Continuei até minha mão doer, os dedos formigarem, e comecei a ficar irritado e cansado. Jamais imaginei que ser taoista fosse tão trabalhoso.
Mas, pensando bem, Mestre Brisa Serena ficou esse tempo todo comigo, praticando pacientemente. Se ele não se cansou, por que eu deveria?

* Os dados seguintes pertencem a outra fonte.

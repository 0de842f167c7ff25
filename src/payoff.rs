//! Block-level payoff auditing
//!
//! Bounds how much a single block can mint through winning wagers. The
//! outcome of every wager placed in a block is drawn from that block's own
//! hash.

use tracing::{debug, warn};

use crate::block::block_hash_tag;
use crate::config::{GameParams, Rule};
use crate::descriptor::extract_descriptor;
use crate::economic::{checked_add, checked_payout, saturating_payout};
use crate::error::{ConsensusError, Result};
use crate::policy::Policies;
use crate::transaction::is_make_bet_tx;
use crate::types::*;

/// Wagered input and winning payoff summed over a block
#[derive(Debug, Clone, Copy, Default, PartialEq, Eq)]
pub struct BetTotals {
    pub wagered: Amount,
    pub payoff: Amount,
}

pub struct BlockRewardAuditor<'a> {
    block: &'a Block,
    policies: Policies<'a>,
    params: &'a GameParams,
    block_subsidy: Amount,
    block_tag: u32,
}

impl<'a> BlockRewardAuditor<'a> {
    pub fn new(
        params: &'a GameParams,
        block: &'a Block,
        block_subsidy: Amount,
        policies: Policies<'a>,
    ) -> Self {
        let block_tag = block_hash_tag(&block.header.hash());
        Self { block, policies, params, block_subsidy, block_tag }
    }

    pub fn block_subsidy(&self) -> Amount {
        self.block_subsidy
    }

    /// Wager totals for one tagged transaction, drawn against this block.
    fn tx_bet_totals(&self, tx: &Transaction) -> Result<BetTotals> {
        let carrier = extract_descriptor(tx)?;
        let descriptor = &carrier.descriptor;
        let argument = self
            .policies
            .reward
            .descriptor_argument(descriptor, self.params.max_reward)?;
        let drawn = self.policies.combiner.combine(argument, self.block_tag);

        if descriptor.len() > tx.outputs.len() {
            return Err(ConsensusError::Descriptor(format!(
                "{} bet segments for {} outputs",
                descriptor.len(),
                tx.outputs.len()
            )));
        }

        let mut totals = BetTotals::default();
        for (segment, output) in descriptor.segments().iter().zip(&tx.outputs) {
            let reward = self.policies.reward.reward(segment, argument);
            if self.policies.outcome.is_winning(segment, argument, drawn) {
                let payoff = saturating_payout(reward, output.value);
                totals.payoff = totals.payoff.saturating_add(payoff);
            }
            totals.wagered = totals.wagered.saturating_add(output.value.max(0));
        }
        Ok(totals)
    }

    /// Wager totals over every tagged transaction of the block.
    ///
    /// Transactions whose descriptor cannot be evaluated are skipped.
    pub fn bet_totals(&self) -> BetTotals {
        let mut totals = BetTotals::default();
        for (idx, tx) in self.block.transactions.iter().enumerate() {
            if !is_make_bet_tx(tx, self.params.make_bet_indicator) {
                continue;
            }
            match self.tx_bet_totals(tx) {
                Ok(tx_totals) => {
                    totals.wagered = totals.wagered.saturating_add(tx_totals.wagered);
                    totals.payoff = totals.payoff.saturating_add(tx_totals.payoff);
                }
                Err(err) => warn!(tx = idx, %err, "skipping wager in payoff audit"),
            }
        }
        totals
    }

    /// Whether the block's winning wagers mint more than allowed.
    ///
    /// Fires only when wagered input reaches 90% of the subsidy and the
    /// payoff exceeds wagered input plus one subsidy.
    pub fn is_bet_payoff_exceeded(&self, height: Natural) -> bool {
        if !self.params.is_active(Rule::MakeBetFormatVerify, height) {
            return false;
        }

        let totals = self.bet_totals();
        let saturation = self.block_subsidy.saturating_mul(9) / 10;
        let ceiling = totals.wagered.saturating_add(self.block_subsidy);
        if totals.wagered >= saturation && totals.payoff > ceiling {
            warn!(
                payoff = totals.payoff,
                wagered = totals.wagered,
                block_subsidy = self.block_subsidy,
                "bet payoff exceeded"
            );
            return true;
        }
        false
    }

    /// Worst-case payoff of one wager transaction, per output capped at half
    /// the block subsidy.
    pub fn potential_reward(&self, tx: &Transaction) -> Result<Amount> {
        let carrier = extract_descriptor(tx)?;
        let descriptor = &carrier.descriptor;
        let argument = self
            .policies
            .reward
            .descriptor_argument(descriptor, self.params.max_reward)?;

        let mut sum: Amount = 0;
        for (i, segment) in descriptor.segments().iter().enumerate() {
            let output = tx.outputs.get(i).ok_or_else(|| {
                ConsensusError::Descriptor(format!("bet segment {} has no output", i))
            })?;
            let reward = self.policies.reward.reward(segment, argument);
            let payoff = checked_payout(reward, output.value)?;
            if payoff > self.block_subsidy / 2 {
                return Err(ConsensusError::EconomicValidation(format!(
                    "potential reward of one bet {} higher than half subsidy {}",
                    payoff, self.block_subsidy
                )));
            }
            sum = checked_add(sum, payoff)?;
        }
        Ok(sum)
    }

    /// Add `tx`'s potential payoff to the block's running `reward_sum`.
    ///
    /// `reward_sum` is only updated when the transaction is accepted.
    pub fn check_potential_reward_limit(
        &self,
        reward_sum: &mut Amount,
        tx: &Transaction,
        height: Natural,
        ignore_hardfork: bool,
    ) -> ValidationResult {
        if !ignore_hardfork && !self.params.is_active(Rule::MakeBetRewardLimit, height) {
            return ValidationResult::Valid;
        }
        if !is_make_bet_tx(tx, self.params.make_bet_indicator) {
            return ValidationResult::Valid;
        }

        let result = self
            .potential_reward(tx)
            .and_then(|payoff| checked_add(*reward_sum, payoff))
            .and_then(|total| {
                if total > self.params.max_payoff {
                    Err(ConsensusError::EconomicValidation(format!(
                        "potential payoff {} above maximum {}",
                        total, self.params.max_payoff
                    )))
                } else {
                    Ok(total)
                }
            });

        match result {
            Ok(total) => {
                debug!(reward_sum = total, "potential reward within limit");
                *reward_sum = total;
                ValidationResult::Valid
            }
            Err(err) => {
                warn!(%err, "potential reward limit");
                ValidationResult::Invalid(err)
            }
        }
    }
}
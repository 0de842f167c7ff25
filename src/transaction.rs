//! Transaction serialization and wager tagging

use sha2::{Digest, Sha256};

use crate::constants::MAX_STANDARD_VERSION;
use crate::types::*;

/// Whether `tx` is tagged as a wager placement.
///
/// The tag is the version XOR-ed with the network indicator; the untagged
/// version must be a standard one.
pub fn is_make_bet_tx(tx: &Transaction, make_bet_indicator: i32) -> bool {
    is_make_bet_version(tx.version, make_bet_indicator)
}

pub fn is_make_bet_version(version: i32, make_bet_indicator: i32) -> bool {
    let untagged = version ^ make_bet_indicator;
    (1..=MAX_STANDARD_VERSION).contains(&untagged)
}

fn write_compact_size(bytes: &mut Vec<u8>, n: usize) {
    match n {
        0..=0xfc => bytes.push(n as u8),
        0xfd..=0xffff => {
            bytes.push(0xfd);
            bytes.extend_from_slice(&(n as u16).to_le_bytes());
        }
        0x1_0000..=0xffff_ffff => {
            bytes.push(0xfe);
            bytes.extend_from_slice(&(n as u32).to_le_bytes());
        }
        _ => {
            bytes.push(0xff);
            bytes.extend_from_slice(&(n as u64).to_le_bytes());
        }
    }
}

/// Legacy (non-witness) serialization
pub fn serialize_transaction(tx: &Transaction) -> Vec<u8> {
    let mut bytes = Vec::new();
    bytes.extend_from_slice(&tx.version.to_le_bytes());

    write_compact_size(&mut bytes, tx.inputs.len());
    for input in &tx.inputs {
        bytes.extend_from_slice(&input.prevout.hash);
        bytes.extend_from_slice(&input.prevout.index.to_le_bytes());
        write_compact_size(&mut bytes, input.script_sig.len());
        bytes.extend_from_slice(&input.script_sig);
        bytes.extend_from_slice(&input.sequence.to_le_bytes());
    }

    write_compact_size(&mut bytes, tx.outputs.len());
    for output in &tx.outputs {
        bytes.extend_from_slice(&output.value.to_le_bytes());
        write_compact_size(&mut bytes, output.script_pubkey.len());
        bytes.extend_from_slice(&output.script_pubkey);
    }

    bytes.extend_from_slice(&tx.lock_time.to_le_bytes());
    bytes
}

/// SHA256(SHA256(serialized tx))
pub fn calculate_tx_id(tx: &Transaction) -> Hash {
    let hash1 = Sha256::digest(serialize_transaction(tx));
    let hash2 = Sha256::digest(hash1);
    let mut out = [0u8; 32];
    out.copy_from_slice(&hash2);
    out
}

impl Transaction {
    pub fn txid(&self) -> Hash {
        calculate_tx_id(self)
    }
}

Com esse pensamento, insisti até o sol se pôr, e continuei à noite, com a luz acesa. Finalmente, depois de incontáveis tentativas, o mestre pegou um dos meus talismãs e ficou olhando por um longo tempo, antes de assentir levemente.
Fiquei exultante e perguntei:
— Mestre, este está bom?
Ele pareceu surpreso, ergueu a cabeça e disse, lançando-me um olhar:
— Não se anime, só estava cochilando. Continue, continue praticando...
Se tivesse um emoticon para expressar meu desânimo, era o que usaria agora!
— Mestre, posso descansar um pouco? — pedi, já exausto. Depois de cinco ou seis horas desenhando, meus dedos tremiam.
Mestre Brisa Serena não me dificultou e assentiu.
Aproveitei e coloquei o pincel no suporte, massageando a mão direita dolorida.
— Mestre, por que você trata os ricos e os moradores da vila de maneira tão diferente? — perguntei, buscando assunto enquanto descansava.
Mestre Brisa Serena se levantou, serviu-se de chá, tomou um gole e então respondeu:
— Por causa de uma coisa: consciência. Ninguém vive sem cometer pequenos erros, mas nunca se deve manchar a própria consciência. Aqueles que vivem na base da sociedade, mesmo que pobres e ignorantes, guardam como orgulho o que lhes resta de mais precioso: a consciência. Com ela, agem com retidão e limites, tornando-se pessoas boas a vida toda... Diga, como não respeitar essas pessoas?
Depois de ouvir, compreendi melhor. Ele tinha razão: quem protege a consciência durante toda a vida, é realmente uma boa pessoa.
— Já descansou? Então volte ao trabalho! — cortou meus pensamentos.
Sem escolha, voltei a pegar o pincel, molhei na tinta e continuei copiando o Talismã dos Cinco Guardiões de Zichen do mestre.
Já não sabia quantos desenhei. Quando a pilha de papéis amarelos diminuiu a apenas alguns, Mestre Brisa Serena finalmente me autorizou a parar.
— Chega, aprender tudo isso em um dia é mesmo puxado para você. Hoje em dia, pessoas tão inteligentes quanto seu mestre são raras... — disse, fazendo pose de gênio.
Fiquei com vontade de dar-lhe um soco!
— Vá preparar o jantar — ordenou.
Depois da refeição, levou-me de volta ao quarto dos talismãs. Não mandou praticar, mas sentou-se e me olhou, dizendo:
— Treze, vou lhe fazer uma pergunta. Nós, taoistas, andamos entre três mundos, mantendo o equilíbrio entre o yin e o yang. O que é o mais importante?
Pensei um pouco e respondi:
— Livrar o povo do mal?
Ele balançou a cabeça.
— Salvar o mundo?
Continuou balançando a cabeça.
— Manter a consciência? — insisti.
Ainda negou.
— Então o que é? Não faço ideia — perguntei, desanimado.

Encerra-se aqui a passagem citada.